→ **Task objective**:
Where the line with "pub fn missing(y: u16)" appears below, start writing out lines exactly, and finish with the line with "let filter = EnvFilter::try_from_default_env()", which is included; write out nothing else.

─── Data to examine

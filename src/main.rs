use clap::Parser;
use std::process;
use synop_resolver::cli::{args::Args, commands};

fn main() {
    // Parse command line arguments
    let args = Args::parse();

    // If no subcommand was provided, show help and available commands
    let Some(command) = args.command else {
        show_help_and_commands();
        process::exit(0);
    };

    // Create async runtime and run the main command logic with signal handling
    let runtime = tokio::runtime::Runtime::new().unwrap_or_else(|e| {
        eprintln!("Failed to create async runtime: {}", e);
        process::exit(1);
    });

    let result = runtime.block_on(async {
        tokio::select! {
            result = commands::run(command) => result,
            () = wait_for_ctrl_c() => {
                eprintln!("\nReceived CTRL+C, shutting down...");
                Err(synop_resolver::Error::processing_interrupted(
                    "Resolution interrupted by user",
                ))
            }
        }
    });

    match result {
        Ok(_stats) => {
            // Success - stats have already been reported by the command
            process::exit(0);
        }
        Err(error) => {
            eprintln!("Error: {:#}", error);
            process::exit(1);
        }
    }
}

/// Resolve once CTRL+C is pressed
///
/// If the signal handler cannot be installed this never resolves, so the
/// command runs to completion.
async fn wait_for_ctrl_c() {
    if let Err(e) = tokio::signal::ctrl_c().await {
        eprintln!("Failed to listen for CTRL+C: {}", e);
        std::future::pending::<()>().await;
    }
}

/// Show help information and available commands when no subcommand is provided
fn show_help_and_commands() {
    println!("synop-resolve - BUFR to SYNOP field resolution");
    println!("==============================================");
    println!();
    println!("Resolve decoded BUFR observation records into SYNOP report fields.");
    println!();
    println!("USAGE:");
    println!("    synop-resolve <COMMAND> [OPTIONS]");
    println!();
    println!("COMMANDS:");
    println!("    resolve     Resolve observation records from a CSV file");
    println!("    help        Show this help message or help for specific commands");
    println!();
    println!("EXAMPLES:");
    println!("    # Resolve every subset of a decoder dump:");
    println!("    synop-resolve resolve --input records.csv");
    println!();
    println!("    # Keep insignificant weather codes and show debug logging:");
    println!("    synop-resolve resolve -i records.csv --keep-insignificant-weather -vv");
    println!();
    println!("For detailed help, use:");
    println!("    synop-resolve resolve --help");
}
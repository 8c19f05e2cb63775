//! Test utilities for descriptor resolution
//!
//! Record fixtures and small drivers shared by the resolver test modules.

use crate::app::models::{DescriptorCode, ObservationRecord};
use crate::config::ResolverConfig;
use crate::constants::descriptors;

use super::{ResolvedReport, Resolver, resolve_report};

// Test modules
mod cloud_tests;
mod temp_tests;
mod weather_tests;

/// 0 13 011 with a time significance
pub fn precipitation(seconds: i32, mm: f64) -> ObservationRecord {
    ObservationRecord::new(
        DescriptorCode::element(
            descriptors::CLASS_PRECIPITATION,
            descriptors::TOTAL_PRECIPITATION,
        ),
        mm,
    )
    .with_time_significance(seconds)
}

/// Class 13 descriptor with a fixed window
pub fn fixed_precipitation(y: u16, mm: f64) -> ObservationRecord {
    ObservationRecord::new(
        DescriptorCode::element(descriptors::CLASS_PRECIPITATION, y),
        mm,
    )
}

/// Class 20 code-table value
pub fn phenomenon(y: u16, value: i64) -> ObservationRecord {
    ObservationRecord::from_code_value(
        DescriptorCode::element(descriptors::CLASS_PHENOMENA, y),
        value,
    )
}

/// Class 20 measured value
pub fn measured(y: u16, value: f64) -> ObservationRecord {
    ObservationRecord::new(
        DescriptorCode::element(descriptors::CLASS_PHENOMENA, y),
        value,
    )
}

/// Class 20 value flagged missing
pub fn missing(y: u16) -> ObservationRecord {
    ObservationRecord::missing(DescriptorCode::element(descriptors::CLASS_PHENOMENA, y))
}

/// Resolver with the default configuration
pub fn resolver() -> Resolver {
    Resolver::new(ResolverConfig::default())
}

/// Resolve a full sequence with the default configuration
pub fn resolve(records: &[ObservationRecord]) -> ResolvedReport {
    resolve_report(records, &ResolverConfig::default())
}
//! Shared components for CLI commands

use crate::Result;
use crate::constants::LOG_TARGET;
use tracing::debug;

/// Set up structured logging on stderr
///
/// `RUST_LOG` overrides the level derived from the command line.
pub fn setup_logging(log_level: &str, quiet: bool) -> Result<()> {
    use tracing_subscriber::{EnvFilter, fmt, layer::SubscriberExt, util::SubscriberInitExt};

    let filter = EnvFilter::try_from_default_env()
        .unwrap_or_else(|_| EnvFilter::new(format!("{}={}", LOG_TARGET, log_level)));

    if quiet {
        // Minimal logging for quiet mode
        tracing_subscriber::registry()
            .with(filter)
            .with(
                fmt::layer()
                    .with_target(false)
                    .with_level(true)
                    .with_writer(std::io::stderr)
                    .compact(),
            )
            .init();
    } else {
        // Standard logging with timestamps
        tracing_subscriber::registry()
            .with(filter)
            .with(
                fmt::layer()
                    .with_target(false)
                    .with_level(true)
                    .with_timer(fmt::time::uptime())
                    .with_writer(std::io::stderr),
            )
            .init();
    }

    debug!("Logging initialized at level: {}", log_level);
    Ok(())
}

──────

→ **Completed exercise**:
pub fn missing(y: u16) -> ObservationRecord {
    ObservationRecord::missing(DescriptorCode::element(descriptors::CLASS_PHENOMENA, y))
}

/// Resolver with the default configuration
pub fn resolver() -> Resolver {
    Resolver::new(ResolverConfig::default())
}

/// Resolve a full sequence with the default configuration
pub fn resolve(records: &[ObservationRecord]) -> ResolvedReport {
    resolve_report(records, &ResolverConfig::default())
}
//! Shared components for CLI commands

use crate::Result;
use crate::constants::LOG_TARGET;
use tracing::debug;

/// Set up structured logging on stderr
///
/// `RUST_LOG` overrides the level derived from the command line.
pub fn setup_logging(log_level: &str, quiet: bool) -> Result<()> {
    use tracing_subscriber::{EnvFilter, fmt, layer::SubscriberExt, util::SubscriberInitExt};

    let filter = EnvFilter::try_from_default_env()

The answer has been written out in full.